We strive to pursue the best possible corporate governance in order to achieve our mission and policy as described in the Company Mission and the Basic Management Policy.
We recognize that a company is supported by all of its stakeholders including its customers, business partners, employees, shareholders, investors, and local communities. We believe that the management and conduct of a company must be based on fairness, integrity, and transparency. Our basic view on corporate governance is to achieve sustainable corporate growth and maximize corporate value over the mid- to long-term from the stakeholders' perspective. We strive to improve corporate governance in accordance with the following guidelines.
- To properly cooperate with all stakeholders including shareholders into consideration, and properly address and deal with ESG (environmental, social, and governance) issues.
- To respect the rights of shareholders, secure their equal treatment, and engage in constructive dialog with shareholders who share the mid-to-long term perspective.
- To disclose corporate information in a timely and appropriate manner as a part of ensuring our transparency.
- To make the roles and responsibilities of the Board of Directors clear, hold meetings of the Board of Directors in a timely and appropriate manner, facilitate decision-making processes, and ensure that outside officers proactively express their views from an independent and objective standpoint and that the Board of Directors oversees the execution of business.
Based on these views, the "Corporate Governance Policy" and "Corporate Governance Report" are established and published.
Corporate Governance System
In the semiconductor and electronic component industry, the most effective way of making prompt and accurate decisions is to retain a small number of directors who are versed in operations and technologies, and have extensive experience in executive authorities and supervision. Therefore, first and foremost, to maintain such a policy and be audited by outside auditors who represent the frank opinions of outsiders or shareholders, executing policies will be suspended in some cases. For this reason, ROHM has strictly maintained a system in which all company auditors are outside auditors. Consequently, individual systems have mutually interacted in a good manner, and internal control has functioned very effectively. In addition, because of recent changes in the business environment and frequent misconduct within other companies, ROHM started to welcome outside directors in June 2008. Currently, the board directors' meeting is attended by two outside directors. Ever since, discussions within board directors have been active and much more considerate of business status. Thus, ROHM would like to strengthen these policies in the future as well.
Board of Directors
ROHM believes that an agile and effective management and corporate system can be established so Directors familiar with ROHM Group's businesses and technologies have executive power and supervise each other.

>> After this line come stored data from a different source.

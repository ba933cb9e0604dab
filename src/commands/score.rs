use super::{parse_date, resolve_id};
use crate::{
    db::scores::Scores,
    libs::{
        analytics::TestAnalytics,
        curriculum::{Curriculum, CurriculumProvider},
        error::PlannerError,
        messages::Message,
        score::{SubjectScore, TestKind},
        session::Session,
        view::{short_id, View},
    },
    msg_info, msg_print, msg_success,
};
use anyhow::Result;
use clap::{Args, Subcommand};
use dialoguer::{theme::ColorfulTheme, Confirm};

#[derive(Debug, Args)]
pub struct ScoreArgs {
    #[command(subcommand)]
    command: ScoreCommand,
}

#[derive(Debug, Subcommand)]
enum ScoreCommand {
    /// Record a test
    Add {
        #[arg(short, long, value_enum, default_value = "full")]
        kind: TestKind,
        #[arg(short, long, default_value = "today")]
        date: String,
        /// Subject result as subject=score/total; repeat per subject
        #[arg(short, long = "subject", required = true)]
        subjects: Vec<String>,
        /// Chapter result as subject:chapter=score/total; repeatable
        #[arg(long = "chapter")]
        chapters: Vec<String>,
        #[arg(short, long)]
        remarks: Option<String>,
    },
    /// List recorded tests, newest first
    List,
    /// Delete a test
    Delete {
        id: String,
        #[arg(short, long)]
        yes: bool,
    },
    /// Averages, trends and weak chapters
    Analytics {
        /// Limit chapter detail to one subject
        #[arg(short, long)]
        subject: Option<String>,
    },
}

pub async fn cmd(args: ScoreArgs) -> Result<()> {
    let session = Session::current()?;
    let mut scores = Scores::new(&session.db.conn);

    match args.command {
        ScoreCommand::Add {
            kind,
            date,
            subjects,
            chapters,
            remarks,
        } => {
            let breakdown = parse_breakdown(&subjects, &chapters)?;
            let test = scores.insert(parse_date(&date)?, kind, breakdown, remarks.filter(|r| !r.trim().is_empty()))?;
            msg_success!(Message::ScoreAdded(short_id(&test.id).to_string(), test.percentage().unwrap_or(0.0)));
            Ok(())
        }
        ScoreCommand::List => {
            let tests = scores.fetch()?;
            if tests.is_empty() {
                msg_info!(Message::NoScores);
                return Ok(());
            }
            msg_print!(Message::ScoresHeader, true);
            View::scores(&tests)
        }
        ScoreCommand::Delete { id, yes } => {
            let tests = scores.fetch()?;
            let id = resolve_id(&id, tests.iter().map(|t| t.id.as_str()), "test")?;
            if !yes {
                let confirmed = Confirm::with_theme(&ColorfulTheme::default())
                    .with_prompt(Message::ConfirmDeleteScore(short_id(&id).to_string()).to_string())
                    .default(false)
                    .interact()?;
                if !confirmed {
                    msg_info!(Message::OperationCancelled);
                    return Ok(());
                }
            }
            scores.delete(&id)?;
            msg_success!(Message::ScoreDeleted(short_id(&id).to_string()));
            Ok(())
        }
        ScoreCommand::Analytics { subject } => handle_analytics(&scores, subject.as_deref()),
    }
}

/// Builds subject scores from `subject=score/total` items and attaches `subject:chapter=score/total` items.
pub fn parse_breakdown(subjects: &[String], chapters: &[String]) -> Result<Vec<SubjectScore>, PlannerError> {
    let curriculum = Curriculum::neet();
    let mut breakdown = Vec::new();

    for item in subjects {
        let score = SubjectScore::parse(item)?;
        if curriculum.subject(&score.subject_id).is_none() {
            return Err(PlannerError::NotFound(format!("subject '{}'", score.subject_id)));
        }
        if breakdown.iter().any(|s: &SubjectScore| s.subject_id == score.subject_id) {
            return Err(PlannerError::validation(format!("subject '{}' given more than once", score.subject_id)));
        }
        breakdown.push(score);
    }

    for item in chapters {
        let (subject_id, rest) = item
            .split_once(':')
            .ok_or_else(|| PlannerError::validation(format!("expected subject:chapter=score/total, got '{}'", item)))?;
        let chapter = SubjectScore::parse(rest)?;
        if curriculum.chapter_name(subject_id, &chapter.subject_id).is_none() {
            return Err(PlannerError::NotFound(format!("chapter '{}' in {}", chapter.subject_id, subject_id)));
        }
        let parent = breakdown
            .iter_mut()
            .find(|s| s.subject_id == subject_id)
            .ok_or_else(|| PlannerError::validation(format!("no --subject result given for '{}'", subject_id)))?;
        if parent.chapter_scores.iter().any(|c| c.chapter_id == chapter.subject_id) {
            return Err(PlannerError::validation(format!(
                "chapter '{}' in {} given more than once",
                chapter.subject_id, subject_id
            )));
        }
        parent.chapter_scores.push(crate::libs::score::ChapterScore {
            chapter_id: chapter.subject_id,
            score: chapter.score,
            total_marks: chapter.total_marks,
        });
    }

    Ok(breakdown)
}

fn handle_analytics(scores: &Scores<'_>, subject: Option<&str>) -> Result<()> {
    let tests = scores.fetch()?;
    if tests.is_empty() {
        msg_info!(Message::NoScores);
        return Ok(());
    }

    let curriculum = Curriculum::neet();
    let analytics = TestAnalytics::compute(&curriculum, &tests);
    let overview = analytics.overview(&tests);

    msg_print!(Message::OverviewLine(
        overview.tests,
        overview.average,
        overview.trend.map(|t| t.to_string()).unwrap_or_else(|| "-".to_string())
    ));
    if let Some((subject_id, average)) = &overview.best_subject {
        let name = curriculum.subject(subject_id).map(|s| s.name.clone()).unwrap_or_else(|| subject_id.clone());
        msg_print!(Message::BestSubject(name, *average));
    }

    for performance in analytics
        .subjects
        .iter()
        .filter(|p| subject.map_or(true, |s| p.subject_id == s))
    {
        let name = curriculum
            .subject(&performance.subject_id)
            .map(|s| s.name.clone())
            .unwrap_or_else(|| performance.subject_id.clone());
        msg_print!(Message::AnalyticsHeader(name), true);
        msg_print!(format!(
            "Average {:.1}% over {} test(s), trend {}",
            performance.average, performance.attempts, performance.trend
        ));

        let names = |ids: &[String]| {
            ids.iter()
                .map(|id| curriculum.chapter_name(&performance.subject_id, id).unwrap_or(id).to_string())
                .collect::<Vec<_>>()
                .join(", ")
        };
        if !performance.weak_chapters.is_empty() {
            msg_print!(Message::WeakChapters(names(&performance.weak_chapters)));
        }
        if !performance.strong_chapters.is_empty() {
            msg_print!(Message::StrongChapters(names(&performance.strong_chapters)));
        }
        if performance.chapters.iter().any(|c| c.attempts > 0) {
            View::chapter_performance(performance, &curriculum)?;
        }
    }

    msg_print!(format!("Overall average {:.1}%", analytics.overall_average), true);
    Ok(())
}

In order to facilitate the agile decision-making process, the number of Directors is limited to ten or fewer. Moreover, at least two of whom must be independent Outside Directors who are not involved in the execution of business in order to ensure effective and objective oversight of the management and enhance mutual supervision among the Directors.
In order to secure transparency and objectivity in the company management, the five auditors that make up the Board of Auditors are all independent external auditors. The auditors audit the execution of the duties of the directors through the investigation of the work performed and attendance at major meetings such as the Board of Directors' meetings. They also coordinate with the Accounting Auditor and Internal Audit Division to improve the accuracy of the audits.
Internal Audit Division
An Audit Division has been established as the Internal Audit Division. The Audit Division examines the work of the ROHM Group overall. It implements duties such as interviews of executives and employees and inspections of documents and forms. It also coordinates with the Auditors and Accounting Auditor to audit matters such as the conformity of internal regulations and the soundness of assets.
CSR Committee and various specialist committees
The ROHM Group considers CSR to be a key point for sustainable management and has had a CSR Committee chaired by the President since 2011. The objective of this committee is to achieve rapid decision-making in response to both the long-term outlook and the present problems and to the demands from the wide variety of stakeholders. The CSR Committee is comprised of all the directors, including the external directors, and also the heads of the departments with equivalent authority. The various specialist committees beneath the CSR Committee report and discuss the CSR related activity situation and activity plans in order to rotate the PDCA cycle for the CSR management and strengthen the CSR management system.